Nous allons essayer de rendre compte de ce premier résultat dans la section 0, en le rapportant à plusieurs facteurs : nous pouvons faire l’hypothèse que la supériorité des effectifs des alphabétisés en bambara tient au fait qu’aux scolarisés (pour la plupart à l’école bilingue) s’adjoignent les adultes seulement alphabétisés ; nous aurons également à nous demander ce qu’il en est des seuls scolarisés (la scolarisation bilingue favorise-t-elle les acquis en bambara ou en français ?).

Deuxièmement, on observe que les enquêtés sont plus nombreux à déclarer lire une lettre qu’à déclarer en écrire, en bambara comme en français. La différence est toutefois relativement mince. L’agrégation des modalités « un peu » et « peut lire/écrire une lettre » rend d’ailleurs les résultats comparables. La question qui se pose ici est celle de l’articulation entre compétences lectorales et scripturales. Nous allons examiner ce point dans la section suivante (1.1.2.3.).

Enfin, concernant l’arabe, on constate que les effectifs des lecteurs ou scripteurs de lettre 101 sont très réduits (respectivement 5 individus et 4 individus, sur une population de 631 adultes de 15 ans et plus). Sur notre terrain, l’absence de pratiques d’ajami (écriture en graphie arabe d’une autre langue) 102 nous autorise à associer la compétence en écriture arabe (compétence graphique) et celle en langue arabe (compétence linguistique).

Devant le caractère restreint des compétences lectorales et scripturales au sens classique (décodage/encodage d’une langue), nous avons cherché à faire apparaître des compétences lettrées plus larges, à partir des données de l’ethnographie. Pour ce qui est de l’écriture, la modalité intermédiaire a été définie en référence aux pratiques de copie observées (à partir de textes liés à l’islam), qui peuvent avoir des visées didactiques ou magiques. Concernant la lecture, nous nous sommes référée à des modes de lecture coranique qui ne supposent pas un accès nécessaire au sens, du moins dans le détail ; notons tout de même que, sans procéder à une lecture analytique, qui procède par traduction exacte, certains de ceux qui pratiquent ce type de lecture peuvent avoir une idée générale du sens. La distinction entre cette aptitude et celle à lire une lettre en arabe repose essentiellement sur un degré de compétence linguistique. On remarque que ces modalités intermédiaires sont choisies de manière beaucoup plus significatives que l’aptitude à écrire ou lire une lettre : 10% des enquêtés déclarent pouvoir « oraliser » des passages du Coran ; 9% pouvoir en copier.

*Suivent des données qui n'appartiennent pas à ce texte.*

use crate::settings::{Difficulty, Language, Level, Settings};
use include_dir::{include_dir, Dir};

static EXERCISE_DIR: Dir = include_dir!("$CARGO_MANIFEST_DIR/exercises");

/// Resolves `(language, difficulty, level)` to an exercise text.
///
/// Lookup never fails: a missing exercise file is substituted with a
/// non-empty placeholder so sessions and scoring always see real text.
pub fn exercise_text(settings: &Settings) -> String {
    let name = file_name(settings.language, settings.difficulty, settings.level);
    match EXERCISE_DIR.get_file(&name).and_then(|f| f.contents_utf8()) {
        Some(text) => text.trim_end_matches('\n').to_string(),
        None => placeholder(settings),
    }
}

fn file_name(language: Language, difficulty: Difficulty, level: Level) -> String {
    let level = match level {
        Level::L1 => "l1",
        Level::L2 => "l2",
        Level::L3 => "l3",
        Level::L4 => "l4",
        Level::L5 => "l5",
        Level::BigText => "big_text",
    };
    format!(
        "{}_{}_{}.txt",
        language.to_string().to_lowercase(),
        difficulty.to_string().to_lowercase(),
        level
    )
}

fn placeholder(settings: &Settings) -> String {
    format!(
        "Exercise not found for {}, difficulty {}, level {}",
        settings.language, settings.difficulty, settings.level
    )
}
use crate::records::Record;
use crate::runtime::AttemptView;
use crate::scoring::Score;
use crate::session::Session;
use crate::tournament::Champion;
use std::io;

use ratatui::{
    backend::Backend,
    layout::{Constraint, Direction, Layout},
    style::{Color, Modifier, Style},
    text::{Line, Span},
    widgets::{Block, Borders, Paragraph, Wrap},
    Terminal,
};

/// Renders the exercise text with the typed prefix highlighted.
fn exercise_lines<'a>(session: &Session, title: &'a str) -> (Line<'a>, Line<'a>, Line<'a>) {
    let typed: String = session.text()[..session.position()].iter().collect();
    let rest: String = session.text()[session.position()..].iter().collect();

    let header = Line::from(Span::styled(
        title.to_string(),
        Style::default().add_modifier(Modifier::BOLD),
    ));
    let body = Line::from(vec![
        Span::styled(typed, Style::default().fg(Color::Green)),
        Span::styled(rest, Style::default().fg(Color::DarkGray)),
    ]);
    let footer = Line::from(Span::raw(format!(
        "{}/{} typed, {} correct — ESC to abort",
        session.position(),
        session.len(),
        session.correct_keystrokes()
    )));
    (header, body, footer)
}

fn frame_layout(area: ratatui::layout::Rect) -> std::rc::Rc<[ratatui::layout::Rect]> {
    Layout::default()
        .direction(Direction::Vertical)
        .constraints([
            Constraint::Length(1),
            Constraint::Min(3),
            Constraint::Length(1),
        ])
        .split(area)
}

/// Terminal-backed view for one attempt.
pub struct TerminalView<'a, B: Backend> {
    terminal: &'a mut Terminal<B>,
    title: String,
}

impl<'a, B: Backend> TerminalView<'a, B> {
    pub fn new(terminal: &'a mut Terminal<B>, title: String) -> Self {
        Self { terminal, title }
    }
}

impl<B: Backend> AttemptView for TerminalView<'_, B> {
    fn draw(&mut self, session: &Session) -> io::Result<()> {
        let (header, body, footer) = exercise_lines(session, &self.title);
        self.terminal.draw(|f| {
            let chunks = frame_layout(f.area());
            f.render_widget(Paragraph::new(header), chunks[0]);
            f.render_widget(
                Paragraph::new(body)
                    .block(Block::default().borders(Borders::ALL))
                    .wrap(Wrap { trim: false }),
                chunks[1],
            );
            f.render_widget(Paragraph::new(footer), chunks[2]);
        })?;
        Ok(())
    }
}

/// Results screen after a single-player attempt.
pub fn draw_results<B: Backend>(
    terminal: &mut Terminal<B>,
    score: &Score,
    best: Option<&Record>,
    is_new_best: bool,
) -> io::Result<()> {
    let mut lines = vec![
        Line::from(Span::styled(
            "Results",
            Style::default().add_modifier(Modifier::BOLD),
        )),
        Line::from(format!("wpm        {:.1}", score.wpm)),
        Line::from(format!("accuracy   {:.1}%", score.accuracy)),
        Line::from(format!("correct    {}", score.correct_keystrokes)),
        Line::from(format!("uniformity {}", score.uniformity_score)),
        Line::from(format!("time       {:.1}s", score.elapsed_secs)),
    ];
    if is_new_best {
        lines.push(Line::from(Span::styled(
            "new personal best!",
            Style::default().fg(Color::Green),
        )));
    } else if let Some(best) = best {
        lines.push(Line::from(format!("best wpm   {:.1}", best.wpm)));
    }
    lines.push(Line::from("press any key"));

    draw_lines(terminal, lines)
}

/// Announcement shown before each tournament match.
pub fn draw_match_banner<B: Backend>(
    terminal: &mut Terminal<B>,
    round: u32,
    competitor: &str,
) -> io::Result<()> {
    draw_lines(
        terminal,
        vec![
            Line::from(Span::styled(
                format!("Round {round}"),
                Style::default().add_modifier(Modifier::BOLD),
            )),
            Line::from(format!("{competitor}, get ready to type")),
            Line::from("press any key to start"),
        ],
    )
}

/// Final screen naming the tournament winner.
pub fn draw_champion<B: Backend>(terminal: &mut Terminal<B>, champion: &Champion) -> io::Result<()> {
    draw_lines(
        terminal,
        vec![
            Line::from(Span::styled(
                format!("{} wins the tournament!", champion.name),
                Style::default().fg(Color::Green).add_modifier(Modifier::BOLD),
            )),
            Line::from(format!(
                "best attempt: {} correct, uniformity {}",
                champion.best.correct_keystrokes, champion.best.uniformity_score
            )),
            Line::from("press any key"),
        ],
    )
}

fn draw_lines<B: Backend>(terminal: &mut Terminal<B>, lines: Vec<Line>) -> io::Result<()> {
    terminal.draw(|f| {
        f.render_widget(
            Paragraph::new(lines)
                .block(Block::default().borders(Borders::ALL))
                .wrap(Wrap { trim: false }),
            f.area(),
        );
    })?;
    Ok(())
}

Signalons dès maintenant que nous avons aussi posé des questions sur les connaissances coraniques orales. Nous désignons par là l’apprentissage par cœur de tout ou partie du Coran, sans préjugé du recours ou non à des procédures écrites de mémorisation pour acquérir ces connaissances. Le degré maximal d’achèvement de cette compétence consiste en la récitation complète du Coran. Il s’agit ici d’une compétence pour laquelle un mode d’objectivation est donné, non par l’acquisition d’un titre scolaire proprement dit, mais sous la forme d’une reconnaissance sociale (la récitation publique constituant une cérémonie importante). Nous reviendrons sur cette performance désignée en bambara par l’expression « ka kurane jigin », litt. descendre le Coran (cf. supra 2.2.1.3). En l’absence d’une connaissance complète du texte coranique, la mesure de l’apprentissage a été donnée, par les enquêtés eux-mêmes, en nombre de hijibu, de l’arabe aḥzâb 103 , terme qui désigne un soixantième du texte coranique. Calquée sur l’expression utilisée pour le Coran, la formulation « kaSabijigin » désigne l’apprentissage jusqu’à récitation possible de l’une de ces divisions 104 .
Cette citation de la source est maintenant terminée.